**Records to use:**
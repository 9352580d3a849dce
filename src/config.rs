//! Configuration for business-check
//!
//! CLI arguments with environment variable fallbacks, using clap.

use clap::Parser;

/// Run the business-core customer checks and exit with the aggregate result
#[derive(Parser, Debug, Clone)]
#[command(name = "business-check")]
#[command(about = "Checks the customer business object module")]
pub struct CheckArgs {
    /// Seed for random check data (random when omitted)
    #[arg(long, env = "BUSINESS_CHECK_SEED")]
    pub seed: Option<u64>,

    /// Default log filter when RUST_LOG is not set
    #[arg(long, env = "BUSINESS_CHECK_LOG", default_value = "warn")]
    pub log_level: String,

    /// Only print failures and the summary
    #[arg(long, short)]
    pub quiet: bool,

    /// Print the summary as JSON instead of text
    #[arg(long)]
    pub json: bool,
}

#[cfg(test)]
mod tests {
    use super::*;

    #[test]
    fn test_defaults() {
        let args = CheckArgs::try_parse_from(["business-check"]).unwrap();
        assert_eq!(args.seed, None);
        assert_eq!(args.log_level, "warn");
        assert!(!args.quiet);
        assert!(!args.json);
    }

    #[test]
    fn test_flags() {
        let args = CheckArgs::try_parse_from([
            "business-check",
            "--seed",
            "42",
            "--log-level",
            "debug",
            "-q",
            "--json",
        ])
        .unwrap();
        assert_eq!(args.seed, Some(42));
        assert_eq!(args.log_level, "debug");
        assert!(args.quiet);
        assert!(args.json);
    }

    #[test]
    fn test_rejects_bad_seed() {
        assert!(CheckArgs::try_parse_from(["business-check", "--seed", "abc"]).is_err());
    }
}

**About this exercise:**
Reproduce each line of the records in which the string "customer" appears.

**Exercise response:**
/// Run the business-core customer checks and exit with the aggregate result
#[command(about = "Checks the customer business object module")]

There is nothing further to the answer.